La solution de « Genève Route et Rail » est connue depuis plusieurs années de l’ensemble du monde politique genevois, en commençant par M. Luc Barthassat, ce qui n’empêche pas ce dernier de déclarer lors d’interviews « qu’il faut raccourcir les parcours … » en évoquant ces transports de matières dangereuses. Ici au TJ du lundi 26 septembre 2016 par exemple (cliquer sur le lien pour visualiser et entendre l’interview). Luc Barthassat enfonce une porte ouverte. Il ne peut pas tout à fois dénoncer ces risques, dire qu’il faut raccourcir les parcours et ignorer une solution qui lui a été présentée maintes fois, dont il ne peut ignorer les avantages, mais que ses services se refusent d’analyser sérieusement.

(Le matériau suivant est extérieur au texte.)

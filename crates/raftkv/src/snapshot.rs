//! Point-in-time snapshots of the [`StateStore`].
//!
//! Snapshots are a JSON object of key to value. They carry no Raft metadata;
//! openraft keeps the last log id and membership in the snapshot meta.

use crate::store::StateStore;
use std::collections::BTreeMap;
use std::fs::{self, File, OpenOptions};
use std::io::{self, BufWriter, Write};
use std::path::{Path, PathBuf};
use thiserror::Error;

/// Serialized copy of the store.
#[derive(Clone, Debug, PartialEq, Eq)]
pub struct Snapshot {
    data: Vec<u8>,
}

impl Snapshot {
    pub fn from_bytes(data: Vec<u8>) -> Self {
        Self { data }
    }

    pub fn as_bytes(&self) -> &[u8] {
        &self.data
    }

    pub fn into_bytes(self) -> Vec<u8> {
        self.data
    }

    pub fn len(&self) -> usize {
        self.data.len()
    }

    pub fn is_empty(&self) -> bool {
        self.data.is_empty()
    }
}

/// Errors while producing or writing a snapshot.
#[derive(Debug, Error)]
pub enum SnapshotError {
    #[error("failed to serialize snapshot: {0}")]
    Serialize(#[from] serde_json::Error),

    #[error("failed to write snapshot: {0}")]
    Write(#[source] io::Error),

    #[error("failed to cancel snapshot after write error {write}: {cancel}")]
    Cancel { write: io::Error, cancel: io::Error },
}

/// A snapshot could not be turned back into a store map.
#[derive(Debug, Error)]
#[error("failed to restore snapshot: {0}")]
pub struct RestoreError(#[from] serde_json::Error);

/// Destination for snapshot bytes.
///
/// Written bytes must not become visible as a complete snapshot until
/// [`SnapshotSink::close`] succeeds. [`SnapshotSink::cancel`] discards
/// everything written so far.
pub trait SnapshotSink: Write + Send {
    /// Identifier of the snapshot being written.
    fn id(&self) -> &str;

    /// Finish the snapshot and make it visible.
    fn close(&mut self) -> io::Result<()>;

    /// Abort the snapshot and discard partial data.
    fn cancel(&mut self) -> io::Result<()>;
}

/// Take a consistent copy of `store` and serialize it.
///
/// The copy is taken under the store lock; serialization happens after the
/// lock is released.
pub fn capture(store: &StateStore) -> Result<Snapshot, SnapshotError> {
    let copy = store.snapshot_copy();
    let data = serde_json::to_vec(&copy)?;
    Ok(Snapshot { data })
}

/// Write `snapshot` to `sink`, cancelling the sink on any failure.
pub fn persist(snapshot: &Snapshot, sink: &mut dyn SnapshotSink) -> Result<(), SnapshotError> {
    let result = sink
        .write_all(snapshot.as_bytes())
        .and_then(|()| sink.flush())
        .and_then(|()| sink.close());

    match result {
        Ok(()) => Ok(()),
        Err(write) => match sink.cancel() {
            Ok(()) => Err(SnapshotError::Write(write)),
            Err(cancel) => Err(SnapshotError::Cancel { write, cancel }),
        },
    }
}

/// Write `snapshot` as `<dir>/<id>.snap`, then delete every other completed
/// snapshot in `dir`.
///
/// Only the newest snapshot is kept. Stale files are removed after the new
/// one is renamed into place, so a crash in between leaves extra files, never
/// zero.
pub fn persist_to_dir(
    dir: &Path,
    id: &str,
    snapshot: &Snapshot,
) -> Result<PathBuf, SnapshotError> {
    let mut sink = FileSnapshotSink::create(dir, id).map_err(SnapshotError::Write)?;
    persist(snapshot, &mut sink)?;
    let path = sink.path().to_path_buf();

    for entry in fs::read_dir(dir).map_err(SnapshotError::Write)? {
        let stale = entry.map_err(SnapshotError::Write)?.path();
        if stale == path || stale.extension().is_none_or(|ext| ext != "snap") {
            continue;
        }
        match fs::remove_file(&stale) {
            Ok(()) => tracing::debug!(path = %stale.display(), "removed old snapshot"),
            Err(e) if e.kind() == io::ErrorKind::NotFound => {}
            Err(e) => return Err(SnapshotError::Write(e)),
        }
    }

    Ok(path)
}

/// Deserialize a full replacement map.
pub fn restore(bytes: &[u8]) -> Result<BTreeMap<String, String>, RestoreError> {
    Ok(serde_json::from_slice(bytes)?)
}

/// In-memory sink. Bytes become readable only after `close`.
#[derive(Debug, Default)]
pub struct MemorySnapshotSink {
    id: String,
    buffer: Vec<u8>,
    committed: Option<Vec<u8>>,
    cancelled: bool,
}

impl MemorySnapshotSink {
    pub fn new(id: impl Into<String>) -> Self {
        Self {
            id: id.into(),
            ..Default::default()
        }
    }

    /// The completed snapshot bytes, if the sink was closed.
    pub fn committed(&self) -> Option<&[u8]> {
        self.committed.as_deref()
    }

    pub fn into_committed(self) -> Option<Vec<u8>> {
        self.committed
    }

    pub fn is_cancelled(&self) -> bool {
        self.cancelled
    }
}

impl Write for MemorySnapshotSink {
    fn write(&mut self, buf: &[u8]) -> io::Result<usize> {
        if self.cancelled || self.committed.is_some() {
            return Err(io::Error::other("snapshot sink is finished"));
        }
        self.buffer.extend_from_slice(buf);
        Ok(buf.len())
    }

    fn flush(&mut self) -> io::Result<()> {
        Ok(())
    }
}

impl SnapshotSink for MemorySnapshotSink {
    fn id(&self) -> &str {
        &self.id
    }

    fn close(&mut self) -> io::Result<()> {
        if self.cancelled {
            return Err(io::Error::other("snapshot sink was cancelled"));
        }
        self.committed = Some(std::mem::take(&mut self.buffer));
        Ok(())
    }

    fn cancel(&mut self) -> io::Result<()> {
        self.buffer.clear();
        self.cancelled = true;
        Ok(())
    }
}

/// File-backed sink.
///
/// Writes go to `<dir>/<id>.snap.tmp`; `close` fsyncs and renames the file
/// to `<dir>/<id>.snap`, `cancel` removes the temporary file.
pub struct FileSnapshotSink {
    id: String,
    temp_path: PathBuf,
    final_path: PathBuf,
    writer: Option<BufWriter<File>>,
}

impl FileSnapshotSink {
    /// Create a sink for snapshot `id` inside `dir`, creating `dir` if needed.
    pub fn create(dir: &Path, id: impl Into<String>) -> io::Result<Self> {
        fs::create_dir_all(dir)?;
        let id = id.into();
        let temp_path = dir.join(format!("{}.snap.tmp", id));
        let final_path = dir.join(format!("{}.snap", id));

        let file = OpenOptions::new()
            .create(true)
            .write(true)
            .truncate(true)
            .open(&temp_path)?;

        Ok(Self {
            id,
            temp_path,
            final_path,
            writer: Some(BufWriter::new(file)),
        })
    }

    /// Path of the completed snapshot file.
    pub fn path(&self) -> &Path {
        &self.final_path
    }

    fn writer(&mut self) -> io::Result<&mut BufWriter<File>> {
        self.writer
            .as_mut()
            .ok_or_else(|| io::Error::other("snapshot sink is finished"))
    }
}

impl Write for FileSnapshotSink {
    fn write(&mut self, buf: &[u8]) -> io::Result<usize> {
        self.writer()?.write(buf)
    }

    fn flush(&mut self) -> io::Result<()> {
        self.writer()?.flush()
    }
}

impl SnapshotSink for FileSnapshotSink {
    fn id(&self) -> &str {
        &self.id
    }

    fn close(&mut self) -> io::Result<()> {
        let mut writer = self
            .writer
            .take()
            .ok_or_else(|| io::Error::other("snapshot sink is finished"))?;
        writer.flush()?;
        writer.get_ref().sync_all()?;
        drop(writer);

        fs::rename(&self.temp_path, &self.final_path)
    }

    fn cancel(&mut self) -> io::Result<()> {
        self.writer = None;
        match fs::remove_file(&self.temp_path) {
            Ok(()) => Ok(()),
            Err(e) if e.kind() == io::ErrorKind::NotFound => Ok(()),
            Err(e) => Err(e),
        }
    }
}

impl Drop for FileSnapshotSink {
    fn drop(&mut self) {
        // A sink dropped without close must not leave a partial file behind.
        if self.writer.is_some() {
            let _ = self.cancel();
        }
    }
}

C’est à la fois incohérent, mais surtout totalement irresponsable, tant sur le plan des risques encourus par la population que pour l’endettement public.

 

L’ensemble du monde politique genevois, tous les partis politiques confondus, est parfaitement au courant de la solution de « GeReR », ce qui n’a pas empêché le Grand Conseil d’accepter à l’unanimité et sans débat, la demande de crédit de 425 millions de francs (PL 11912) en faveur de l’extension de la Gare Cornavin lors de sa session du 22 septembre 2016. Cinq jours plus tard, soit le 27 septembre 2016, le Conseil Municipal de la Ville de Genève lui emboîtait le pas en acceptant, lui aussi à l’unanimité, une autre demande de crédit de 120 millions de francs (PR-1185) pour le même objet. Ces deux crédits étaient nécessaires pour permettre la ratification dans les délais la « Convention-cadre » qui lie financièrement les parties prenantes que sont la Confédération (l’OFT), les CFF, le canton et la ville de Genève pour la réalisation de la première étape de ce projet. Les députés, comme les conseillers municipaux, ont été mis sous pression par les exécutifs respectifs, afin que Genève -- qui a tergiversé pendant plusieurs années -- puisse être intégrée à temps dans l’étape d’aménagement ferroviaire planifiée par la Confédération. Pour qu’enfin une solution, quelle qu’elle soit, et tant pis si celle-ci est la plus mauvaise, même si c’est un gouffre financier, même si celle-ci fera avant tout travailler les grandes entreprises de génie civil que sont Bouygues, Vinci et autres, pour leurs plus grands profits, pour qu’enfin Genève puisse dire qu’elle tenait sa solution. L’honneur était sauf et le microcosme politique genevois s’en est trouvé soulagé mais il n’en ressort pas grandi.

 

Alors aujourd’hui, en lisant l’interview de Madame Anne Mahrer, ancienne Conseillère nationale (Les Verts / GE), paru ce jeudi 29 juin 2017 en page 9 de la Tribune de Genève, je ne peux m’empêcher de réagir. Où était-elle lorsque toute cette problématique de l’extension de la Gare Cornavin était débattue ? Où était-elle et où étaient les « Verts genevois » le 22 septembre 2011 lorsque la motion parlementaire « M 1863 » a été débattue au Grand Conseil ? Cette motion parlementaire issue des réflexions de l’architecte Charles Pictet sur l’aménagement du territoire, proposait de créer une zone industrielle à Cointrin, plus précisément à Colovrex, à l’est de l’Aéroport, sur des terrains impropres à l’habitat du fait des nuisances sonores. Dans ses réflexions M. Pictet suggérait de déplacer tout ou partie des entreprises industrielles et artisanales sises à La Praille sur cette nouvelle zone de Colovrex, libérant ainsi des terrains au profit de l’habitat sur le « PAV » (Praille-Accacias-Vernets). L’aménagement en question prévoyait déjà à l’époque le raccordement ferroviaire de cette nouvelle zone industrielle à la ligne Genève – Lausanne. C’est à peu de chose près ce que propose l’Association « Genève Route et Rail » dans son projet d’aménagement ferroviaire en Rive Droite. Voir ici.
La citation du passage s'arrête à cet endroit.